FP : C’est avec plaisir. Toujours agréable d’échanger avec vous sur la littérature.
Lj83 : Vous vivez en Savoie et vous êtes enseignant dans un lycée professionnel, comment est né votre désir, votre besoin d’écriture ?
FP : Ado, je voulais devenir musicien, guitariste de rock pour être précis (celui qui tient la rythmique, pas le soliste, trop frime à mon goût). J’ai tenté, je n’avais pas ce qu’il fallait… Les livres sont entrés alors dans ma vie. Boris Vian. Camus. Baudelaire. Rimbaud… le coup de foudre ! Je suis devenu un grand lecteur (je n’imagine pas un auteur qui ne serait pas, d’abord, un dévoreur de livres). Plus tard, en hypokhâgne, le prof de français (monsieur Carat, je crois) nous a fait étudier En attendant Godot de Beckett, L’homme qui rit de Victor Hugo, Les liaisons dangereuses de Laclos, Voyage au bout de la nuit de Céline… quatre énormes claques ! Des textes essentiels qui ont changé ma conception de la vie. A l’université, j’ai suivi un cursus de français et d’anglais, puis j’ai fait une maîtrise sur Kerouac. Il m’a donné le goût des voyages, m’a fait comprendre qu’il fallait vivre, en priorité, accumuler de l’expérience, du bonheur, de grandes baffes dans la gueule… avant d’espérer écrire quoi que ce soit d’intéressant. De retour en France, j’ai pris la plume, d’abord timidement, puis de plus en plus au fil des années. Mon premier roman est sorti et depuis, j’ai développé une dépendance à l’écriture et il m’est très difficile de passer une journée loin des textes. Ou alors il y a manque, frustration, mal-être…

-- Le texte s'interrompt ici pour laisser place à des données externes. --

pub mod types;

pub use types::{is_unknown, ConnectionStats, Entrant, HistoricalRun, RaceCard, RaceInput};

use std::collections::HashSet;
use tracing::warn;

/// Drop entrants without a usable name and keep only the first record for
/// each name. Card sources often list a runner twice (racecard + betting
/// block); the first occurrence carries the starting order.
pub fn reconcile(entrants: Vec<Entrant>) -> Vec<Entrant> {
    let total = entrants.len();
    let mut seen = HashSet::new();
    let mut unique = Vec::with_capacity(total);

    for mut entrant in entrants {
        let name = entrant.name.trim().to_string();
        if name.is_empty() {
            warn!("Dropping entrant with no name");
            continue;
        }
        if !seen.insert(name.clone()) {
            warn!("Duplicate entrant removed: {}", name);
            continue;
        }
        entrant.name = name;
        unique.push(entrant);
    }

    if unique.len() != total {
        tracing::debug!(
            "Reconciled {} entrants down to {} unique",
            total,
            unique.len()
        );
    }
    unique
}
use serde::{Deserialize, Serialize};

use crate::ranking::{validate_ranking, RankingConfig};
use crate::scoring::{validate_scoring, ScoringConfig};

/// Top-level config file.
#[derive(Debug, Clone, Default, Deserialize, Serialize, PartialEq)]
#[serde(deny_unknown_fields)]
pub struct Config {
    #[serde(default)]
    pub scoring: Option<ScoringConfig>,
    #[serde(default)]
    pub ranking: Option<RankingConfig>,
}

impl Config {
    /// Scoring config in effect: the file's, or the built-in defaults
    pub fn effective_scoring(&self) -> ScoringConfig {
        self.scoring.clone().unwrap_or_default()
    }

    pub fn effective_ranking(&self) -> RankingConfig {
        self.ranking.clone().unwrap_or_default()
    }

    /// Every section filled in, for display
    pub fn effective(&self) -> Self {
        Self {
            scoring: Some(self.effective_scoring()),
            ranking: Some(self.effective_ranking()),
        }
    }
}

/// Validate the whole config, collecting every problem.
pub fn validate_config(config: &Config) -> Result<(), Vec<String>> {
    let mut errors = Vec::new();
    if let Some(ref scoring) = config.scoring {
        if let Err(e) = validate_scoring(scoring) {
            errors.extend(e);
        }
    }
    if let Some(ref ranking) = config.ranking {
        if let Err(e) = validate_ranking(ranking) {
            errors.extend(e);
        }
    }
    if errors.is_empty() {
        Ok(())
    } else {
        Err(errors)
    }
}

Lj83 : Comment envoie-t-on son premier manuscrit ? Que se passe-t-il pour qu’un jour vous vous soyez dit : « J’envoie un manuscrit à une maison d’édition » ?

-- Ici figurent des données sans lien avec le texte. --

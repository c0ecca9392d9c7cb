use serde::{Deserialize, Serialize};

/// Field-level ranking configuration.
///
/// Example YAML:
/// ```yaml
/// ranking:
///   favourite_max_odds: 5.0
///   adjustment:
///     competitive_field_size: 10
///     consistency_delta: 0.3
/// ```
#[derive(Debug, Clone, Deserialize, Serialize, PartialEq)]
#[serde(deny_unknown_fields)]
pub struct RankingConfig {
    /// Field-relative deltas applied after aggregation
    #[serde(default)]
    pub adjustment: Option<AdjustmentConfig>,

    /// Longest decimal price that still counts as a favourite (default: 4.0, i.e. 3/1)
    #[serde(default)]
    pub favourite_max_odds: Option<f64>,
}

pub const DEFAULT_FAVOURITE_MAX_ODDS: f64 = 4.0;

impl Default for RankingConfig {
    fn default() -> Self {
        Self {
            adjustment: Some(AdjustmentConfig::default()),
            favourite_max_odds: Some(DEFAULT_FAVOURITE_MAX_ODDS),
        }
    }
}

/// Thresholds and deltas of the comparative adjustment.
///
/// Consistency and momentum thresholds are on the 0-100 form indices.
#[derive(Debug, Clone, Copy, Deserialize, Serialize, PartialEq)]
#[serde(default, deny_unknown_fields)]
pub struct AdjustmentConfig {
    pub consistency_high: f64,
    pub consistency_low: f64,
    pub consistency_delta: f64,

    pub momentum_high: f64,
    pub momentum_low: f64,
    pub momentum_delta: f64,

    /// Jockey component score that counts as elite
    pub elite_jockey_score: f64,
    /// The elite jockey bonus only applies in fields larger than this
    pub competitive_field_size: usize,
    pub elite_jockey_delta: f64,

    /// Missing core fields (rating, form, weight, age) that trigger the penalty
    pub missing_core_threshold: usize,
    /// The sparse-record penalty only applies in fields larger than this
    pub min_field_size: usize,
    pub sparse_record_delta: f64,
}

impl Default for AdjustmentConfig {
    fn default() -> Self {
        Self {
            consistency_high: 70.0,
            consistency_low: 30.0,
            consistency_delta: 0.2,
            momentum_high: 70.0,
            momentum_low: 30.0,
            momentum_delta: 0.15,
            elite_jockey_score: 8.0,
            competitive_field_size: 8,
            elite_jockey_delta: 0.1,
            missing_core_threshold: 2,
            min_field_size: 5,
            sparse_record_delta: 0.1,
        }
    }
}

/// Largest delta any single rule may apply
const MAX_DELTA: f64 = 1.0;

/// Validate ranking configuration, collecting every problem.
pub fn validate_ranking(config: &RankingConfig) -> Result<(), Vec<String>> {
    let mut errors = Vec::new();

    if let Some(odds) = config.favourite_max_odds {
        if !odds.is_finite() || odds < 1.0 {
            errors.push(format!(
                "ranking.favourite_max_odds: must be at least 1.0, got {}",
                odds
            ));
        }
    }

    if let Some(ref adj) = config.adjustment {
        let bands = [
            ("consistency", adj.consistency_low, adj.consistency_high),
            ("momentum", adj.momentum_low, adj.momentum_high),
        ];
        for (name, low, high) in bands {
            if !(0.0..=100.0).contains(&low) || !(0.0..=100.0).contains(&high) {
                errors.push(format!(
                    "ranking.adjustment.{}_low/high: must be between 0 and 100",
                    name
                ));
            } else if low >= high {
                errors.push(format!(
                    "ranking.adjustment.{}_low: must be below {}_high ({} >= {})",
                    name, name, low, high
                ));
            }
        }

        let deltas = [
            ("consistency_delta", adj.consistency_delta),
            ("momentum_delta", adj.momentum_delta),
            ("elite_jockey_delta", adj.elite_jockey_delta),
            ("sparse_record_delta", adj.sparse_record_delta),
        ];
        for (name, delta) in deltas {
            if !(0.0..=MAX_DELTA).contains(&delta) {
                errors.push(format!(
                    "ranking.adjustment.{}: must be between 0 and {}, got {}",
                    name, MAX_DELTA, delta
                ));
            }
        }

        if !(0.0..=10.0).contains(&adj.elite_jockey_score) {
            errors.push("ranking.adjustment.elite_jockey_score: must be between 0 and 10".to_string());
        }
        if adj.missing_core_threshold == 0 || adj.missing_core_threshold > 4 {
            errors.push("ranking.adjustment.missing_core_threshold: must be between 1 and 4".to_string());
        }
    }

    if errors.is_empty() {
        Ok(())
    } else {
        Err(errors)
    }
}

FP : J’ai écrit un premier roman à 25 ans, j’étais à l’armée, je détestais ce milieu, écrire m’a empêché de devenir fou (mais pas de faire du trou, régulièrement). Le manuscrit a été refusé par toutes les maisons d’édition, à juste titre, c’était une grosse daube. A la trentaine, j’ai fini un recueil de nouvelles. Il m’a valu des encouragements d’éditeurs. Puis j’ai fait « 10 ans ¾ », j ‘ai sélectionné 5 éditeurs dont j’aimais bien la ligne éditoriale, j’ai envoyé le texte un lundi, le vendredi le Dilettante le prenait… le bonheur absolu, la réalisation d’un rêve !
Lj83 : Comment arrivez vous à conjuguer vos deux vies professionnelles ?
FP : C’est compliqué. Le métier de prof est très prenant, fatigant. Je gère mon temps du mieux que je peux. J’ai éliminé tout superflu de ma vie (la télévision, par exemple). J’ai la chance de vivre avec quelqu’un qui respecte mon espace de création… c’est essentiel !
Lj83 : Nous vous avons découvert à travers « Un cargo pour Berlin » paru aux éd Thierry Magnier. C’ est votre 1er roman dit pour adolescents. Vous aviez écrit d’autres romans pour les adultes avant. Les adolescents, un public qui vous convient ?
FP : En vérité, je ne pense pas vraiment au lecteur, lorsque j’écris. J’éssaie avant tout de faire de bons livres. Mon premier roman, adulte, a beaucoup été lu dans les écoles et par les jeunes lecteurs. Inversement, mes livres jeunesse sont apprécié des adultes. Proposer mes textes à Thierry Magnier, c’était au départ un désir éditorial. J’apprécie leur ligne éditoriale, la qualité de leur travail, l’exigence de mon éditrice, Soazig Le Bail. Je me sens respecté et cela est essentiel… Jeunesse, vieillesse, ces étiquettes ont peu de sens (même si, vous le savez bien, la littérature jeunesse est victime d’un grand mépris – dû le plus souvent à une ignorance crasse)… Sinon, pour répondre plus précisément à votre question, j’adore les échanges avec le public ado. Il ne triche pas. Certaines rencontres sont inoubliables !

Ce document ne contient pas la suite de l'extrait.